Pub Date: May 1st, 1992
ISBN: 0-944072-20-8

``There isn't much sap in this family anymore. There isn't much juice.'' This striking dissection and display of a family echoes the author's memoir, Passion and Prejudice (1989), in which she exposed what she saw as the smothering mores of the Bingham family empire. Here is Bingham's fictional intuition of the minor miseries and pleasures within the great safe house of enveloping civility—in 1958 North Carolina, Kentucky, and Cambridge, Mass. Spare, plain, single, 45-year-old Louise Macelvens is pleased with small victories few would understand, like persuading sister Shelby—huge, damp, severely mentally impaired—to eat breakfast. Tending Shelby gives Louise substance (``after all...we are born to manage, not to love''). Soon, however, generous cousin ``Big Tom,'' a Kentucky state senator, will ship Shelby, fresh from a frothing fit, to a mental hospital—for Louise's sake. Louise aims to get her home.
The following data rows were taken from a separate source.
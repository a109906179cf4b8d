//! Shared constants for end-to-end tests
//!
//! This module contains all constants used across the test suite.
//! When seeded test data changes, update only this file.

// ============================================================================
// Seeded Videos
// ============================================================================

/// "Cricket World Cup Final Highlights", published 2024-06-01T10:00:00Z
pub const VIDEO_1_ID: &str = "vid-1";

/// "Test Match Day One", published 2024-06-01T11:00:00Z
pub const VIDEO_2_ID: &str = "vid-2";

/// "cricket training drills", published 2024-06-02T09:30:00Z
pub const VIDEO_3_ID: &str = "vid-3";

/// "100% Cricket_Stats", published 2024-06-03T00:00:00Z
pub const VIDEO_4_ID: &str = "vid-4";

/// "Football roundup", published 2024-06-03T00:00:00Z (same instant as vid-4)
pub const VIDEO_5_ID: &str = "vid-5";

/// Number of videos seeded into every test database
pub const SEEDED_VIDEOS_COUNT: u64 = 5;

/// Seeded videos whose title or description contains "cricket" (any case)
pub const CRICKET_VIDEOS_COUNT: u64 = 3;

// ============================================================================
// Upstream
// ============================================================================

/// Search query configured for the test fetcher
pub const TEST_SEARCH_QUERY: &str = "cricket";

/// API key that the fake upstream accepts
pub const GOOD_API_KEY: &str = "good-key-0123456789";

/// API key that the fake upstream rejects as over quota
pub const EXHAUSTED_API_KEY: &str = "spent-key-9876543210";

// ============================================================================
// Timeouts
// ============================================================================

/// Max time to wait for the server to become ready (milliseconds)
pub const SERVER_READY_TIMEOUT_MS: u64 = 5000;

/// Interval between readiness checks (milliseconds)
pub const SERVER_READY_POLL_INTERVAL_MS: u64 = 10;

/// Timeout for individual HTTP requests in tests (seconds)
pub const REQUEST_TIMEOUT_SECS: u64 = 5;
use chrono::{DateTime, Utc};
use thiserror::Error;

/// Hard per-request cap imposed by the upstream search endpoint.
pub const UPSTREAM_MAX_RESULTS: u32 = 50;

/// Parameters of one upstream search.
#[derive(Clone, Debug, PartialEq, Eq)]
pub struct SearchRequest {
    pub query: String,
    pub published_after: DateTime<Utc>,
    max_results: u32,
}

impl SearchRequest {
    pub fn new(query: impl Into<String>, published_after: DateTime<Utc>, max_results: u32) -> Self {
        Self {
            query: query.into(),
            published_after,
            max_results: max_results.clamp(1, UPSTREAM_MAX_RESULTS),
        }
    }

    /// Result cap, always within `1..=UPSTREAM_MAX_RESULTS`.
    pub fn max_results(&self) -> u32 {
        self.max_results
    }
}

/// Why a single credential failed to produce a result. Every variant makes the
/// rotator move on to the next credential.
#[derive(Debug, Clone, Error, PartialEq, Eq)]
pub enum CredentialFailure {
    #[error("quota exceeded: {0}")]
    QuotaExceeded(String),
    #[error("bad request: {0}")]
    BadRequest(String),
    #[error("transport error: {0}")]
    TransportError(String),
    #[error("unexpected status {status}: {message}")]
    UnexpectedStatus { status: u16, message: String },
    #[error("upstream error body: {0}")]
    UpstreamErrorBody(String),
}

impl CredentialFailure {
    /// Stable label used for metrics.
    pub fn category(&self) -> &'static str {
        match self {
            CredentialFailure::QuotaExceeded(_) => "quota_exceeded",
            CredentialFailure::BadRequest(_) => "bad_request",
            CredentialFailure::TransportError(_) => "transport_error",
            CredentialFailure::UnexpectedStatus { .. } => "unexpected_status",
            CredentialFailure::UpstreamErrorBody(_) => "upstream_error_body",
        }
    }
}

/// Result of one upstream call with one credential: the raw items on success.
pub type FetchAttempt = Result<Vec<serde_json::Value>, CredentialFailure>;
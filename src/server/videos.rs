//! Read-only video routes.

use axum::{
    extract::{rejection::QueryRejection, Query, State},
    http::StatusCode,
    response::{IntoResponse, Response},
    routing::get,
    Json, Router,
};
use serde::de::DeserializeOwned;
use serde_json::json;
use tracing::error;

use super::state::ServerState;
use crate::query::{
    ListVideosParams, QueryError, QueryValidationError, SearchVideosParams, VideoQueryService,
};

impl IntoResponse for QueryError {
    fn into_response(self) -> Response {
        match self {
            QueryError::Validation(err) => (
                StatusCode::UNPROCESSABLE_ENTITY,
                Json(json!({ "error": err.to_string() })),
            )
                .into_response(),
            QueryError::Storage(err) => {
                error!("Video query failed: {:#}", err);
                (
                    StatusCode::INTERNAL_SERVER_ERROR,
                    Json(json!({ "error": "internal error" })),
                )
                    .into_response()
            }
        }
    }
}

fn query_params<T: DeserializeOwned>(
    params: Result<Query<T>, QueryRejection>,
) -> Result<T, QueryError> {
    params
        .map(|Query(params)| params)
        .map_err(|rejection| QueryValidationError::Malformed(rejection.body_text()).into())
}

async fn list_videos(
    State(service): State<VideoQueryService>,
    params: Result<Query<ListVideosParams>, QueryRejection>,
) -> Result<Response, QueryError> {
    let params = query_params(params)?;
    Ok(Json(service.list(&params)?).into_response())
}

async fn search_videos(
    State(service): State<VideoQueryService>,
    params: Result<Query<SearchVideosParams>, QueryRejection>,
) -> Result<Response, QueryError> {
    let params = query_params(params)?;
    Ok(Json(service.search(&params)?).into_response())
}

async fn count_videos(
    State(service): State<VideoQueryService>,
    params: Result<Query<ListVideosParams>, QueryRejection>,
) -> Result<Response, QueryError> {
    let params = query_params(params)?;
    Ok(Json(service.count(&params)?).into_response())
}

pub fn make_video_routes(state: ServerState) -> Router {
    Router::new()
        .route("/videos", get(list_videos))
        .route("/videos/search", get(search_videos))
        .route("/videos/count", get(count_videos))
        .with_state(state)
}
In Cambridge, meanwhile, college student Tom, 19, only surviving son of Big Tom and wife Mugsie (his charming, ``odd'' brother Paul has been dead a year) flounders in his loneliness, his guilts, and sexual infantilism. He loses a girl and speeds home, distraught, to his old nurse (and maybe his blue baby blanket?). The parents glide around Tom, seemingly impervious, yet worrying- -without touching: Big Tom, a whiz at ``controlling the distances that separate him from the other people''; and cool, pretty Mugsie, descending the stairs ``like a hawk on an air current.'' In letters to Tom (she hopes he'll help her get Shelby), Louise treats him to some family history—dry old men, pretty women in lives of duty and drab, and two suicides. Louise does spring Shelby (in a bitterly comic maneuver), and her advice to young Tom, characteristically stalled (Louise's estimate of him as ``a fool'' seems on target), is as cruel as truth as she sends him north ``to beat your brains out against a stone wall.'' A shriving family portrait gallery, both compassionate and ruthless.